使用python爬取天极网图片使用python爬取天极网图片,需要导入requests模块,以及os,bs4模块,获取网页地址,打开HTML页面,分析代码结构,查找图片对应的div标签,对应的class属性,再找每张图片对应的子标签,找出其中包含的img标签,对应的url地址,拿到url之后,使用requests发送请求,将其保存在django项目下的img文件夹中。

# low  版
# 爬取页面显示的所有缩略图

import os
import requests    #发送请求
from bs4 import BeautifulSoup    # 解析文本
base_path = os.path.dirname(os.path.abspath(__file__))
print(base_path)
img_path = os.path.join(base_path,'img')
response = requests.get('http://pic.yesky.com/c/6_20491_1.shtml')

soup = BeautifulSoup(response.text,'html.parser')     # 将请求结果交给BS4解析
div_obj = soup.find(name='div',attrs={'class':'lb_box'})    # 经过分析之后定位到指定div
#从div中找到所有的dl标签(每一张图片的外部标点)
list_dl = div_obj.find_all(name='dl')
for dl in list_dl:    # 每一张图片的dl
    # 从dl中找img,要考虑图片是否唯一
    img = dl.find(name='img')
    #从标签中获取属性,用标签对象点get
    img_src = img.get('src')
    #拿到img的url,使用requests 发请求
    img_response = requests.get(img_src)
    #处理路径和文件名
    file_path = os.path.join(img_path,img_src.rsplit('/',1)[-1])
    with open(file_path,'wb') as f:
        f.write(img_response.content)




# 进阶版
#点击图片后显示的几张缩略图
import os
import requests    #发送请求
from bs4 import BeautifulSoup    # 解析文本
base_path = os.path.dirname(os.path.abspath(__file__))
img_path = os.path.join(base_path,'img')
response = requests.get('http://pic.yesky.com/c/6_20491_1.shtml')

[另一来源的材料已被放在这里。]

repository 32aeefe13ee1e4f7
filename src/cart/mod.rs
pub mod error;
pub mod handlers;
pub mod models;
pub mod repository;
pub mod service;

pub use error::*;
pub use handlers::*;
pub use models::*;
pub use repository::*;
pub use service::*;
use axum::response::{IntoResponse, Response};
use uuid::Uuid;

use crate::db::StoreError;
use crate::error::ApiError;

/// Error types for review operations
#[derive(Debug, thiserror::Error)]
pub enum ReviewError {
    #[error("Review not found: {0}")]
    NotFound(Uuid),

    #[error("Product not found: {0}")]
    ProductNotFound(String),

    #[error("You have already reviewed this product")]
    Duplicate,

    #[error("Review {0} belongs to another user")]
    Forbidden(Uuid),

    #[error("Nothing to update")]
    EmptyUpdate,

    #[error("Validation failed: {0}")]
    Validation(#[from] validator::ValidationErrors),

    #[error(transparent)]
    Store(StoreError),
}

impl From<StoreError> for ReviewError {
    fn from(err: StoreError) -> Self {
        match err {
            StoreError::UniqueViolation(_) => ReviewError::Duplicate,
            other => ReviewError::Store(other),
        }
    }
}

impl From<ReviewError> for ApiError {
    fn from(err: ReviewError) -> Self {
        match err {
            ReviewError::NotFound(id) => ApiError::not_found("Review", id),
            ReviewError::ProductNotFound(key) => ApiError::not_found("Product", key),
            err @ ReviewError::Duplicate => ApiError::Conflict {
                message: err.to_string(),
            },
            err @ ReviewError::Forbidden(_) => ApiError::Forbidden(err.to_string()),
            err @ ReviewError::EmptyUpdate => ApiError::BadRequest(err.to_string()),
            ReviewError::Validation(errors) => ApiError::ValidationError(errors),
            ReviewError::Store(err) => err.into(),
        }
    }
}

impl IntoResponse for ReviewError {
    fn into_response(self) -> Response {
        ApiError::from(self).into_response()
    }
}
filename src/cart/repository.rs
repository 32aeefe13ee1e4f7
use async_trait::async_trait;
use chrono::{DateTime, Utc};
use sqlx::PgPool;
use uuid::Uuid;

use crate::cart::{Cart, CartItem, NewCartItem, MAX_LINE_QUANTITY};
use crate::db::StoreResult;

/// Persistence for the single active cart per user
#[async_trait]
pub trait CartStore: Send + Sync {
    /// Existing cart, or a newly created empty one
    async fn get_or_create(&self, user_id: Uuid) -> StoreResult<Cart>;

    async fn find(&self, user_id: Uuid) -> StoreResult<Option<Cart>>;

    /// Merge a line into the cart
    ///
    /// An existing line for the product has its quantity incremented and
    /// keeps its size, color and prices. Returns the resulting line.
    /// `None` when the merged quantity would exceed [`MAX_LINE_QUANTITY`];
    /// the cart is left unchanged.
    async fn add_item(&self, user_id: Uuid, item: &NewCartItem) -> StoreResult<Option<CartItem>>;

    /// Set an absolute quantity; false if the line does not exist
    async fn set_quantity(&self, user_id: Uuid, product_id: Uuid, quantity: i32) -> StoreResult<bool>;

    /// Remove a line; false if it was not there
    async fn remove_item(&self, user_id: Uuid, product_id: Uuid) -> StoreResult<bool>;

    /// Remove every line; returns how many were removed
    async fn clear(&self, user_id: Uuid) -> StoreResult<u64>;
}

/// PostgreSQL implementation of [`CartStore`]
#[derive(Clone)]
pub struct PgCartStore {
    pool: PgPool,
}

impl PgCartStore {
    pub fn new(pool: PgPool) -> Self {
        Self { pool }
    }

    async fn load_items(&self, user_id: Uuid) -> StoreResult<Vec<CartItem>> {
        let items = sqlx::query_as::<_, CartItem>(
            r#"
            SELECT user_id, product_id, quantity, size, color, unit_price, unit_discount, added_at
            FROM cart_items
            WHERE user_id = $1
            ORDER BY added_at, product_id
            "#,
        )
        .bind(user_id)
        .fetch_all(&self.pool)
        .await?;
        Ok(items)
    }
}

#[async_trait]
impl CartStore for PgCartStore {
    async fn get_or_create(&self, user_id: Uuid) -> StoreResult<Cart> {
        let (created_at, updated_at): (DateTime<Utc>, DateTime<Utc>) = sqlx::query_as(
            r#"
            INSERT INTO carts (user_id)
            VALUES ($1)
            ON CONFLICT (user_id) DO UPDATE SET user_id = EXCLUDED.user_id
            RETURNING created_at, updated_at
            "#,
        )
        .bind(user_id)
        .fetch_one(&self.pool)
        .await?;

        Ok(Cart {
            user_id,
            items: self.load_items(user_id).await?,
            created_at,
            updated_at,
        })
    }

    async fn find(&self, user_id: Uuid) -> StoreResult<Option<Cart>> {
        let header: Option<(DateTime<Utc>, DateTime<Utc>)> =
            sqlx::query_as("SELECT created_at, updated_at FROM carts WHERE user_id = $1")
                .bind(user_id)
                .fetch_optional(&self.pool)
                .await?;

        match header {
            Some((created_at, updated_at)) => Ok(Some(Cart {
                user_id,
                items: self.load_items(user_id).await?,
                created_at,
                updated_at,
            })),
            None => Ok(None),
        }
    }

    async fn add_item(&self, user_id: Uuid, item: &NewCartItem) -> StoreResult<Option<CartItem>> {
        let mut tx = self.pool.begin().await?;

        sqlx::query(
            r#"
            INSERT INTO carts (user_id) VALUES ($1)
            ON CONFLICT (user_id) DO UPDATE SET updated_at = NOW()
            "#,
        )
        .bind(user_id)
        .execute(&mut *tx)
        .await?;

        // Atomic merge: concurrent adds for the same product never lose an increment
        let line = sqlx::query_as::<_, CartItem>(
            r#"
            INSERT INTO cart_items (user_id, product_id, quantity, size, color, unit_price, unit_discount)
            VALUES ($1, $2, $3, $4, $5, $6, $7)
            ON CONFLICT (user_id, product_id)
            DO UPDATE SET quantity = cart_items.quantity + EXCLUDED.quantity
            WHERE cart_items.quantity + EXCLUDED.quantity <= $8
            RETURNING user_id, product_id, quantity, size, color, unit_price, unit_discount, added_at
            "#,
        )
        .bind(user_id)
        .bind(item.product_id)
        .bind(item.quantity)
        .bind(&item.size)
        .bind(&item.color)
        .bind(item.unit_price)
        .bind(item.unit_discount)
        .bind(MAX_LINE_QUANTITY)
        .fetch_optional(&mut *tx)
        .await?;

        // Dropping the transaction rolls back the cart touch as well
        let Some(line) = line else {
            return Ok(None);
        };

        tx.commit().await?;
        Ok(Some(line))
    }

    async fn set_quantity(&self, user_id: Uuid, product_id: Uuid, quantity: i32) -> StoreResult<bool> {
        let result = sqlx::query(
            "UPDATE cart_items SET quantity = $3 WHERE user_id = $1 AND product_id = $2",
        )
        .bind(user_id)
        .bind(product_id)
        .bind(quantity)
        .execute(&self.pool)
        .await?;
        Ok(result.rows_affected() > 0)
    }

    async fn remove_item(&self, user_id: Uuid, product_id: Uuid) -> StoreResult<bool> {
        let result = sqlx::query("DELETE FROM cart_items WHERE user_id = $1 AND product_id = $2")
            .bind(user_id)
            .bind(product_id)
            .execute(&self.pool)
            .await?;
        Ok(result.rows_affected() > 0)
    }

    async fn clear(&self, user_id: Uuid) -> StoreResult<u64> {
        let result = sqlx::query("DELETE FROM cart_items WHERE user_id = $1")
            .bind(user_id)
            .execute(&self.pool)
            .await?;
        Ok(result.rows_affected())
    }
}
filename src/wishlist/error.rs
use axum::response::{IntoResponse, Response};
use uuid::Uuid;

use crate::db::StoreError;
use crate::error::ApiError;

#[derive(Debug, thiserror::Error)]
pub enum WishlistError {
    #[error("Product not found: {0}")]
    ProductNotFound(Uuid),

    #[error(transparent)]
    Store(#[from] StoreError),
}

impl From<WishlistError> for ApiError {
    fn from(err: WishlistError) -> Self {
        match err {
            WishlistError::ProductNotFound(id) => ApiError::not_found("Product", id),
            WishlistError::Store(err) => err.into(),
        }
    }
}

impl IntoResponse for WishlistError {
    fn into_response(self) -> Response {
        ApiError::from(self).into_response()
    }
}
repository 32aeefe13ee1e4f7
use async_trait::async_trait;
use sqlx::PgPool;
use uuid::Uuid;

use crate::db::StoreResult;
use crate::reviews::{NewReview, Review, ReviewTally};

const REVIEW_COLUMNS: &str =
    "id, user_id, product_id, rating, comment, images, is_visible, created_at, updated_at";

/// Persistence for reviews
///
/// `insert` surfaces a second review for the same (user, product) pair as
/// [`StoreError::UniqueViolation`](crate::db::StoreError::UniqueViolation).
#[async_trait]
pub trait ReviewStore: Send + Sync {
    async fn insert(&self, review: &NewReview) -> StoreResult<Review>;

    async fn find_by_id(&self, id: Uuid) -> StoreResult<Option<Review>>;

    async fn find_by_user_and_product(&self, user_id: Uuid, product_id: Uuid) -> StoreResult<Option<Review>>;

    /// Visible reviews for a product, newest first
    async fn list_visible(&self, product_id: Uuid) -> StoreResult<Vec<Review>>;

    /// Id, rating and visibility of every review of a product, oldest first
    async fn tally(&self, product_id: Uuid) -> StoreResult<Vec<ReviewTally>>;

    /// Apply the given fields; `None` leaves a field unchanged
    async fn update(&self, id: Uuid, rating: Option<i16>, comment: Option<&str>) -> StoreResult<Option<Review>>;

    async fn set_visibility(&self, id: Uuid, is_visible: bool) -> StoreResult<Option<Review>>;

    async fn delete(&self, id: Uuid) -> StoreResult<bool>;
}

/// PostgreSQL implementation of [`ReviewStore`]
#[derive(Clone)]
pub struct PgReviewStore {
    pool: PgPool,
}

impl PgReviewStore {
    pub fn new(pool: PgPool) -> Self {
        Self { pool }
    }
}

#[async_trait]
impl ReviewStore for PgReviewStore {
    async fn insert(&self, review: &NewReview) -> StoreResult<Review> {
        let sql = format!(
            r#"
            INSERT INTO reviews (id, user_id, product_id, rating, comment, images)
            VALUES ($1, $2, $3, $4, $5, $6)
            RETURNING {REVIEW_COLUMNS}
            "#
        );
        let review = sqlx::query_as::<_, Review>(&sql)
            .bind(Uuid::new_v4())
            .bind(review.user_id)
            .bind(review.product_id)
            .bind(review.rating)
            .bind(&review.comment)
            .bind(&review.images)
            .fetch_one(&self.pool)
            .await?;
        Ok(review)
    }

    async fn find_by_id(&self, id: Uuid) -> StoreResult<Option<Review>> {
        let sql = format!("SELECT {REVIEW_COLUMNS} FROM reviews WHERE id = $1");
        let review = sqlx::query_as::<_, Review>(&sql)
            .bind(id)
            .fetch_optional(&self.pool)
            .await?;
        Ok(review)
    }

    async fn find_by_user_and_product(&self, user_id: Uuid, product_id: Uuid) -> StoreResult<Option<Review>> {
        let sql = format!("SELECT {REVIEW_COLUMNS} FROM reviews WHERE user_id = $1 AND product_id = $2");
        let review = sqlx::query_as::<_, Review>(&sql)
            .bind(user_id)
            .bind(product_id)
            .fetch_optional(&self.pool)
            .await?;
        Ok(review)
    }

    async fn list_visible(&self, product_id: Uuid) -> StoreResult<Vec<Review>> {
        let sql = format!(
            r#"
            SELECT {REVIEW_COLUMNS}
            FROM reviews
            WHERE product_id = $1 AND is_visible = TRUE
            ORDER BY created_at DESC
            "#
        );
        let reviews = sqlx::query_as::<_, Review>(&sql)
            .bind(product_id)
            .fetch_all(&self.pool)
            .await?;
        Ok(reviews)
    }

    async fn tally(&self, product_id: Uuid) -> StoreResult<Vec<ReviewTally>> {
        let rows = sqlx::query_as::<_, ReviewTally>(
            "SELECT id, rating, is_visible FROM reviews WHERE product_id = $1 ORDER BY created_at, id",
        )
        .bind(product_id)
        .fetch_all(&self.pool)
        .await?;
        Ok(rows)
    }

    async fn update(&self, id: Uuid, rating: Option<i16>, comment: Option<&str>) -> StoreResult<Option<Review>> {
        let sql = format!(
            r#"
            UPDATE reviews
            SET rating = COALESCE($2, rating),
                comment = COALESCE($3, comment),
                updated_at = NOW()
            WHERE id = $1
            RETURNING {REVIEW_COLUMNS}
            "#
        );
        let review = sqlx::query_as::<_, Review>(&sql)
            .bind(id)
            .bind(rating)
            .bind(comment)
            .fetch_optional(&self.pool)
            .await?;
        Ok(review)
    }

    async fn set_visibility(&self, id: Uuid, is_visible: bool) -> StoreResult<Option<Review>> {
        let sql = format!(
            "UPDATE reviews SET is_visible = $2, updated_at = NOW() WHERE id = $1 RETURNING {REVIEW_COLUMNS}"
        );
        let review = sqlx::query_as::<_, Review>(&sql)
            .bind(id)
            .bind(is_visible)
            .fetch_optional(&self.pool)
            .await?;
        Ok(review)
    }

    async fn delete(&self, id: Uuid) -> StoreResult<bool> {
        let result = sqlx::query("DELETE FROM reviews WHERE id = $1")
            .bind(id)
            .execute(&self.pool)
            .await?;
        Ok(result.rows_affected() > 0)
    }
}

soup = BeautifulSoup(response.text,'html.parser')     # 将请求结果交给BS4解析
div_obj = soup.find(name='div',attrs={'class':'lb_box'})    # 经过分析之后定位到指定div
#从div中找到所有的dl标签(每一张图片的外部标点)

list_dd = div_obj.find_all(name='dd')
for dd in list_dd:    # 每一张图片的dl
    a_obj = dd.find('a')
    # print(a_obj.text)

    # 拼接文件夹的路径,并创建文件夹
    dir_path = os.path.join(img_path,a_obj.text)
    if not os.path.isdir(dir_path):   # 判断文件夹是否存在
        os.mkdir(dir_path)

    a_response = requests.get(a_obj.get('href'))
    a_response.encoding = 'GBK'
    soup2 = BeautifulSoup(a_response.text,'html.parser')
    div_obj2 = soup2.find(name='div',attrs={'class':'overview'})
    # print(div_obj2)
    # try:
    img_list = div_obj2.find_all(name='img')
    for img in img_list:
        img_src = img.get('src')
        img_response = requests.get(img_src)
        file_path = os.path.join(dir_path,img_src.rsplit('/',1)[-1])
        with open(file_path,'wb') as f:
            f.write(img_response.content)
    # except Exception as e:
    break



#高清图
# 每张图片下所有的高清图
import os
import requests    #发送请求
from bs4 import BeautifulSoup    # 解析文本
base_path = os.path.dirname(os.path.abspath(__file__))
img_path = os.path.join(base_path,'img')
response = requests.get('http://pic.yesky.com/c/6_20491_1.shtml')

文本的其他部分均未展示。